We are called to act according to our best moral guidance. We are reminded that our political participation is based on principles—moral principles, not polls. The Church reminds us that the Church itself should not be used to further one’s political credentials.
The church should be looked upon as a moral guide as we live our life guided by Scripture, tradition, natural law, and the virtues. The church itself is an ideological or partisan. Justice and charity are the core of our tradition.
In his book Exploring Catholic Theology, Bishop Robert Barron uses the work of the great Canadian Jesuit Bernard Lonergan to explain how we might approach these complex issues of life and politics. Forming consciences for faithful citizenship is a lifelong work for each of us. The issues of society change, the issues of our government changes, the issues local, state, and national change. And so as we go through elections, we are constantly called to continue this work of conscience formation.
Bernard Lonergan and Bishop Barron suggest this to us. First, we should be attentive. To be attentive is to pay attention, to see, to attend to, and to pray about the issues that are present in our society. Second, to be intelligent, that is, to look for and see biblical patterns. Biblical patterns that are easy are sin and salvation.
In our society we find sin, oftentimes, sometimes we find salvation, and then we repeat sin and salvation. So look for those patterns when we are dealing with particular issues.
Third, to be reasonable. So attentive, intelligent, and reasonable to discern the spirits and judge what is good. To spend time in prayer, listening to how God is calling us to choose, and for us to be responsible to do it, to act, to do the right thing in truth and love. And that is in political participation, not only the vote but how we discourse with one another about matters of our society, economics, and politics.
The call of forming conscience for faithful citizenship is clear. It is for us to prepare to vote, not along party lines, but upon the lines of the gospel of Jesus Christ.

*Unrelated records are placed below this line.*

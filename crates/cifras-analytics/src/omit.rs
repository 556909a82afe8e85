//! Per-item exclusions in batch computations.
//!
//! A product or country that cannot be computed never fails its batch; it is
//! listed alongside the results with one of these categorical reasons.

use chrono::NaiveDate;
use cifras_core::series::Pid;
use serde::Serialize;

#[derive(Debug, Clone, Copy, PartialEq, Eq, Serialize)]
#[serde(rename_all = "snake_case")]
pub enum OmitReason {
  NotFound,
  NoCpi,
  NoFx,
  NoPricesInRange,
  FirstPointZero,
  FewerThanTwoPoints,
}

impl OmitReason {
  /// Reasons caused by a missing reference series rather than by the item.
  pub fn is_reference_gap(self) -> bool { matches!(self, Self::NoCpi | Self::NoFx) }

  pub fn message(self) -> &'static str {
    match self {
      Self::NotFound => "producto inexistente",
      Self::NoCpi => "sin datos de IPC",
      Self::NoFx => "sin datos de tipo de cambio",
      Self::NoPricesInRange => "sin precios en el rango",
      Self::FirstPointZero => "el primer punto es cero",
      Self::FewerThanTwoPoints => "menos de dos puntos",
    }
  }
}

#[derive(Debug, Clone, PartialEq, Serialize)]
pub struct Omitted {
  pub pid:            Pid,
  pub name:           Option<String>,
  pub reason:         OmitReason,
  pub message:        &'static str,
  pub last_data_date: Option<NaiveDate>,
}

impl Omitted {
  pub fn new(pid: Pid, name: Option<String>, reason: OmitReason) -> Self {
    Self {
      pid,
      name,
      reason,
      message: reason.message(),
      last_data_date: None,
    }
  }

  pub fn with_last_date(mut self, date: Option<NaiveDate>) -> Self {
    self.last_data_date = date;
    self
  }
}

/// `true` when something was requested, nothing was produced and every
/// exclusion is due to a missing reference series.
pub fn only_reference_gaps(produced: usize, omitted: &[Omitted]) -> bool {
  produced == 0
    && !omitted.is_empty()
    && omitted.iter().all(|o| o.reason.is_reference_gap())
}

St. Francis of Assisi, said it so well, he said, "The call of the Christian life is to follow the Gospel of Jesus Christ, and that is it alone". And also then for us to reflect on those values as represented in Sacred Scripture, in Tradition, and in our Catholic Social Doctrine.

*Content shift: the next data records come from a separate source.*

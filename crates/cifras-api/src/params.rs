//! Query-string access with the `[]` array convention.
//!
//! Array parameters arrive as repeated `name[]=a&name[]=b`. Plain repeated
//! `name=a&name=b` and comma-separated `name=a,b` are accepted too.

use std::str::FromStr;

use axum::{
  extract::{FromRequestParts, Query},
  http::request::Parts,
};
use chrono::NaiveDate;
use cifras_core::series::{DateRange, Pid, parse_date};

use crate::error::ApiError;

#[derive(Debug, Clone, Default)]
pub struct Params(Vec<(String, String)>);

impl Params {
  pub fn from_pairs<K: Into<String>, V: Into<String>>(pairs: impl IntoIterator<Item = (K, V)>) -> Self {
    Self(pairs.into_iter().map(|(k, v)| (k.into(), v.into())).collect())
  }

  fn raw<'a>(&'a self, name: &str) -> impl Iterator<Item = &'a str> {
    self.0.iter().filter_map(move |(k, v)| {
      let key = k.strip_suffix("[]").unwrap_or(k);
      (key == name).then_some(v.as_str())
    })
  }

  /// First non-blank value of `name`.
  pub fn get(&self, name: &str) -> Option<&str> {
    self.raw(name).map(str::trim).find(|v| !v.is_empty())
  }

  /// Every value of `name`, with comma lists split.
  pub fn list(&self, name: &str) -> Vec<&str> {
    self
      .raw(name)
      .flat_map(|v| v.split(','))
      .map(str::trim)
      .filter(|v| !v.is_empty())
      .collect()
  }

  pub fn parse<T: FromStr>(&self, name: &str) -> Result<Option<T>, ApiError> {
    self
      .get(name)
      .map(|v| v.parse().map_err(|_| invalid(name, v)))
      .transpose()
  }

  pub fn required<T: FromStr>(&self, name: &str) -> Result<T, ApiError> {
    self
      .parse(name)?
      .ok_or_else(|| ApiError::BadRequest(format!("missing parameter {name}")))
  }

  pub fn parse_list<T: FromStr>(&self, name: &str) -> Result<Vec<T>, ApiError> {
    self
      .list(name)
      .into_iter()
      .map(|v| v.parse().map_err(|_| invalid(name, v)))
      .collect()
  }

  /// `product_ids[]`, decoded as synthetic product ids.
  pub fn pids(&self) -> Result<Vec<Pid>, ApiError> { self.parse_list("product_ids") }

  pub fn date(&self, name: &str) -> Result<Option<NaiveDate>, ApiError> {
    Ok(self.get(name).map(parse_date).transpose()?)
  }

  /// `date_from` / `date_to`, both optional and inclusive.
  pub fn window(&self) -> Result<DateRange, ApiError> {
    Ok(DateRange::parse(self.get("date_from"), self.get("date_to"))?)
  }

  /// `true`/`1`/`yes`/`si` or `false`/`0`/`no`; absent reads as `false`.
  pub fn flag(&self, name: &str) -> Result<bool, ApiError> {
    match self.get(name).map(str::to_ascii_lowercase).as_deref() {
      None | Some("false" | "0" | "no") => Ok(false),
      Some("true" | "1" | "yes" | "si" | "sí") => Ok(true),
      Some(other) => Err(invalid(name, other)),
    }
  }
}

fn invalid(name: &str, value: &str) -> ApiError {
  ApiError::BadRequest(format!("invalid value {value:?} for parameter {name}"))
}

impl<S: Send + Sync> FromRequestParts<S> for Params {
  type Rejection = ApiError;

  async fn from_request_parts(parts: &mut Parts, _state: &S) -> Result<Self, Self::Rejection> {
    let Query(pairs) = Query::<Vec<(String, String)>>::try_from_uri(&parts.uri)
      .map_err(|e| ApiError::BadRequest(e.body_text()))?;
    Ok(Self(pairs))
  }
}

#[cfg(test)]
mod tests {
  use super::*;

  fn d(y: i32, m: u32, day: u32) -> NaiveDate { NaiveDate::from_ymd_opt(y, m, day).unwrap() }

  #[test]
  fn arrays_accept_brackets_repeats_and_commas() {
    let p = Params::from_pairs([
      ("product_ids[]", "220858"),
      ("product_ids[]", "200032"),
      ("product_ids", "90858, 10032"),
    ]);
    assert_eq!(p.pids().unwrap(), [Pid(220858), Pid(200032), Pid(90858), Pid(10032)]);
    assert!(Params::default().pids().unwrap().is_empty());
  }

  #[test]
  fn bad_values_are_bad_requests() {
    let p = Params::from_pairs([("product_ids[]", "abc"), ("monthly", "maybe")]);
    assert!(matches!(p.pids(), Err(ApiError::BadRequest(_))));
    assert!(matches!(p.flag("monthly"), Err(ApiError::BadRequest(_))));
    assert!(matches!(p.required::<u32>("plazo"), Err(ApiError::BadRequest(m)) if m.contains("plazo")));
  }

  #[test]
  fn window_parses_and_validates() {
    let p = Params::from_pairs([("date_from", "2023-01-01"), ("date_to", "2023-03-01")]);
    assert_eq!(p.window().unwrap(), DateRange::between(d(2023, 1, 1), d(2023, 3, 1)).unwrap());

    let inverted = Params::from_pairs([("date_from", "2023-03-01"), ("date_to", "2023-01-01")]);
    assert!(matches!(inverted.window(), Err(ApiError::BadRequest(_))));

    let blank = Params::from_pairs([("date_from", ""), ("date_to", "2023-01-01")]);
    assert_eq!(blank.window().unwrap().from, None);
  }

  #[test]
  fn flags() {
    let p = Params::from_pairs([("monthly", "true"), ("base100", "0")]);
    assert!(p.flag("monthly").unwrap());
    assert!(!p.flag("base100").unwrap());
    assert!(!p.flag("absent").unwrap());
  }
}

In the last section, will gather again in order to look at how we might talk with our candidates and how we might ask them the questions that are important for us to be able to discern and indeed, what is true, what is good, what is loving, and what is merciful. As we approach this next election, if we do that, sisters and brothers, we may indeed be renewed.
REFLECT AND RENEW
How can we integrate moral principles into our political participation?
In what ways does the Church guide us to form our consciences before engaging in politics?
How do Scripture and Catholic tradition inform our understanding of justice and charity in political life?